Please copy each line below that contains the string "MediaBackend".

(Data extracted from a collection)
★ ★ ★ ★ ★ ★ ★

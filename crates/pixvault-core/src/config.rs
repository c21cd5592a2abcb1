//! Configuration module
//!
//! Configuration is read once at startup from the environment (and an optional `.env`
//! file), validated, and then passed explicitly to the components that need it.
//! Nothing below keeps global state.

use std::collections::BTreeMap;
use std::env;
use std::path::{Path, PathBuf};
use std::time::Duration;

use crate::constants::{
    DEFAULT_ALLOWED_CODECS, DEFAULT_CACHE_DIR, DEFAULT_CACHE_MAX_AGE_SECS,
    DEFAULT_HTTP_CONCURRENCY_LIMIT, DEFAULT_MAX_DIMENSION, DEFAULT_MAX_FILE_SIZE_MB,
    DEFAULT_PROBE_TIMEOUT_SECS, DEFAULT_SERVER_PORT, DEFAULT_TRANSCODE_TIMEOUT_SECS,
    DEFAULT_UPLOAD_ROOT, MAX_FILE_SIZE_MB_LIMIT, STAGING_DIR_NAME,
};
use crate::media_backend::MediaBackend;
use crate::models::StorageCategory;

/// Server-level settings
#[derive(Clone, Debug)]
pub struct BaseConfig {
    pub server_port: u16,
    pub cors_origins: Vec<String>,
    pub environment: String,
    /// `text` (default) or `json`
    pub log_format: String,
    /// Requests handled at once before new ones queue.
    pub http_concurrency_limit: usize,
}

/// Media server configuration
#[derive(Clone, Debug)]
pub struct MediaServerConfig {
    pub base: BaseConfig,
    // Directory layout
    pub upload_dirs: BTreeMap<StorageCategory, PathBuf>,
    pub staging_dir: PathBuf,
    pub cache_dir: PathBuf,
    // Probing / transcoding
    pub media_backend: MediaBackend,
    pub ffprobe_path: String,
    pub ffmpeg_path: String,
    pub probe_timeout_secs: u64,
    pub transcode_timeout_secs: u64,
    pub allowed_codecs: Vec<String>,
    // Request limits
    pub max_file_size_bytes: usize,
    pub max_dimension: u32,
    pub cache_max_age_secs: u64,
}

/// Application configuration.
#[derive(Clone, Debug)]
pub struct Config(pub Box<MediaServerConfig>);

impl Config {
    fn as_media(&self) -> &MediaServerConfig {
        &self.0
    }

    pub fn from_env() -> Result<Self, anyhow::Error> {
        let config = MediaServerConfig::from_env()?;
        Ok(Config(Box::new(config)))
    }

    pub fn validate(&self) -> Result<(), anyhow::Error> {
        self.as_media().validate()
    }

    /// Check if the application is running in production mode
    pub fn is_production(&self) -> bool {
        is_production_environment(&self.as_media().base.environment)
    }

    pub fn server_port(&self) -> u16 {
        self.as_media().base.server_port
    }

    pub fn cors_origins(&self) -> &[String] {
        &self.as_media().base.cors_origins
    }

    pub fn environment(&self) -> &str {
        &self.as_media().base.environment
    }

    pub fn http_concurrency_limit(&self) -> usize {
        self.as_media().base.http_concurrency_limit
    }

    pub fn log_format(&self) -> &str {
        &self.as_media().base.log_format
    }

    pub fn upload_dirs(&self) -> &BTreeMap<StorageCategory, PathBuf> {
        &self.as_media().upload_dirs
    }

    pub fn upload_dir(&self, category: StorageCategory) -> Option<&Path> {
        self.as_media().upload_dirs.get(&category).map(PathBuf::as_path)
    }

    pub fn staging_dir(&self) -> &Path {
        &self.as_media().staging_dir
    }

    pub fn cache_dir(&self) -> &Path {
        &self.as_media().cache_dir
    }

    pub fn media_backend(&self) -> MediaBackend {
        self.as_media().media_backend
    }

    pub fn ffprobe_path(&self) -> &str {
        &self.as_media().ffprobe_path
    }

    pub fn ffmpeg_path(&self) -> &str {
        &self.as_media().ffmpeg_path
    }

    pub fn probe_timeout(&self) -> Duration {
        Duration::from_secs(self.as_media().probe_timeout_secs)
    }

    pub fn transcode_timeout(&self) -> Duration {
        Duration::from_secs(self.as_media().transcode_timeout_secs)
    }

    pub fn allowed_codecs(&self) -> &[String] {
        &self.as_media().allowed_codecs
    }

    pub fn max_file_size_bytes(&self) -> usize {
        self.as_media().max_file_size_bytes
    }

    pub fn max_dimension(&self) -> u32 {
        self.as_media().max_dimension
    }

    pub fn cache_max_age_secs(&self) -> u64 {
        self.as_media().cache_max_age_secs
    }
}

fn is_production_environment(environment: &str) -> bool {
    let environment = environment.to_lowercase();
    environment == "production" || environment == "prod"
}

fn parse_or<T: std::str::FromStr>(value: Option<String>, default: T) -> T {
    value
        .and_then(|v| v.trim().parse::<T>().ok())
        .unwrap_or(default)
}

fn split_list(value: &str) -> Vec<String> {
    value
        .split(',')
        .map(|s| s.trim().to_lowercase())
        .filter(|s| !s.is_empty())
        .collect()
}

impl MediaServerConfig {
    pub fn from_env() -> Result<Self, anyhow::Error> {
        dotenvy::dotenv().ok();

        let config = Self::from_lookup(|key| env::var(key).ok())?;
        config.validate()?;
        Ok(config)
    }

    /// Build the configuration from an arbitrary key lookup (environment, test maps).
    ///
    /// Unset or unparsable numeric values fall back to their defaults; an unknown
    /// media backend is an error.
    pub fn from_lookup<F>(lookup: F) -> Result<Self, anyhow::Error>
    where
        F: Fn(&str) -> Option<String>,
    {
        let environment = lookup("ENVIRONMENT")
            .or_else(|| lookup("APP_ENV"))
            .unwrap_or_else(|| "development".to_string());

        let cors_origins = lookup("CORS_ORIGINS")
            .unwrap_or_else(|| "*".to_string())
            .split(',')
            .map(|s| s.trim().to_string())
            .filter(|s| !s.is_empty())
            .collect();

        let log_format = lookup("LOG_FORMAT")
            .map(|s| s.trim().to_lowercase())
            .unwrap_or_else(|| "text".to_string());

        let upload_root =
            PathBuf::from(lookup("UPLOAD_ROOT").unwrap_or_else(|| DEFAULT_UPLOAD_ROOT.to_string()));

        let mut upload_dirs = BTreeMap::new();
        for (category, override_key) in [
            (StorageCategory::Profile, "PROFILE_IMAGE_DIR"),
            (StorageCategory::Post, "POST_IMAGE_DIR"),
        ] {
            let dir = lookup(override_key)
                .map(PathBuf::from)
                .unwrap_or_else(|| upload_root.join(category.as_str()));
            upload_dirs.insert(category, dir);
        }

        let staging_dir = lookup("STAGING_DIR")
            .map(PathBuf::from)
            .unwrap_or_else(|| upload_root.join(STAGING_DIR_NAME));

        let cache_dir =
            PathBuf::from(lookup("CACHE_DIR").unwrap_or_else(|| DEFAULT_CACHE_DIR.to_string()));

        let media_backend = match lookup("MEDIA_BACKEND") {
            Some(value) => value.parse::<MediaBackend>()?,
            None => MediaBackend::Ffmpeg,
        };

        let allowed_codecs = lookup("ALLOWED_CODECS")
            .map(|v| split_list(&v))
            .unwrap_or_else(|| {
                DEFAULT_ALLOWED_CODECS
                    .iter()
                    .map(|c| c.to_string())
                    .collect()
            });

        let max_file_size_mb: usize = parse_or(lookup("MAX_FILE_SIZE_MB"), DEFAULT_MAX_FILE_SIZE_MB);
        let max_file_size_bytes = max_file_size_mb
            .checked_mul(1024 * 1024)
            .ok_or_else(|| anyhow::anyhow!("MAX_FILE_SIZE_MB is too large: {}", max_file_size_mb))?;

        Ok(MediaServerConfig {
            base: BaseConfig {
                server_port: parse_or(lookup("SERVER_PORT"), DEFAULT_SERVER_PORT),
                cors_origins,
                environment,
                log_format,
                http_concurrency_limit: parse_or(
                    lookup("HTTP_CONCURRENCY_LIMIT"),
                    DEFAULT_HTTP_CONCURRENCY_LIMIT,
                ),
            },
            upload_dirs,
            staging_dir,
            cache_dir,
            media_backend,
            ffprobe_path: lookup("FFPROBE_PATH").unwrap_or_else(|| "ffprobe".to_string()),
            ffmpeg_path: lookup("FFMPEG_PATH").unwrap_or_else(|| "ffmpeg".to_string()),
            probe_timeout_secs: parse_or(lookup("PROBE_TIMEOUT_SECS"), DEFAULT_PROBE_TIMEOUT_SECS),
            transcode_timeout_secs: parse_or(
                lookup("TRANSCODE_TIMEOUT_SECS"),
                DEFAULT_TRANSCODE_TIMEOUT_SECS,
            ),
            allowed_codecs,
            max_file_size_bytes,
            max_dimension: parse_or(lookup("MAX_DIMENSION"), DEFAULT_MAX_DIMENSION),
            cache_max_age_secs: parse_or(lookup("CACHE_MAX_AGE_SECS"), DEFAULT_CACHE_MAX_AGE_SECS),
        })
    }

    pub fn validate(&self) -> Result<(), anyhow::Error> {
        if is_production_environment(&self.base.environment)
            && self.base.cors_origins.iter().any(|o| o == "*")
        {
            return Err(anyhow::anyhow!(
                "CORS_ORIGINS cannot be '*' in production. Please specify explicit origins."
            ));
        }

        if self.probe_timeout_secs == 0 {
            return Err(anyhow::anyhow!("PROBE_TIMEOUT_SECS must be greater than 0"));
        }

        if self.transcode_timeout_secs == 0 {
            return Err(anyhow::anyhow!(
                "TRANSCODE_TIMEOUT_SECS must be greater than 0"
            ));
        }

        if self.allowed_codecs.is_empty() {
            return Err(anyhow::anyhow!("ALLOWED_CODECS must not be empty"));
        }

        if self.max_file_size_bytes == 0 {
            return Err(anyhow::anyhow!("MAX_FILE_SIZE_MB must be greater than 0"));
        }

        if self.base.http_concurrency_limit == 0 {
            return Err(anyhow::anyhow!("HTTP_CONCURRENCY_LIMIT must be greater than 0"));
        }

        if self.max_file_size_bytes as u64 > MAX_FILE_SIZE_MB_LIMIT * 1024 * 1024 {
            return Err(anyhow::anyhow!(
                "MAX_FILE_SIZE_MB must not exceed {}",
                MAX_FILE_SIZE_MB_LIMIT
            ));
        }

        if self.max_dimension == 0 {
            return Err(anyhow::anyhow!("MAX_DIMENSION must be greater than 0"));
        }

        for category in StorageCategory::ALL {
            if !self.upload_dirs.contains_key(&category) {
                return Err(anyhow::anyhow!(
                    "No upload directory configured for {}",
                    category
                ));
            }
        }

        let dirs: Vec<&PathBuf> = self.upload_dirs.values().collect();
        for (i, dir) in dirs.iter().enumerate() {
            if dirs[i + 1..].contains(dir) {
                return Err(anyhow::anyhow!(
                    "Upload directory {} is shared by more than one category",
                    dir.display()
                ));
            }
            if **dir == self.cache_dir || **dir == self.staging_dir {
                return Err(anyhow::anyhow!(
                    "Upload directory {} must differ from the cache and staging directories",
                    dir.display()
                ));
            }
        }

        if self.cache_dir == self.staging_dir {
            return Err(anyhow::anyhow!(
                "CACHE_DIR and STAGING_DIR must be different directories"
            ));
        }

        Ok(())
    }
}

★ ★ ★ ★ ★ ★ ★

**Exercise result**
use crate::media_backend::MediaBackend;
    pub media_backend: MediaBackend,
    pub fn media_backend(&self) -> MediaBackend {
            Some(value) => value.parse::<MediaBackend>()?,
            None => MediaBackend::Ffmpeg,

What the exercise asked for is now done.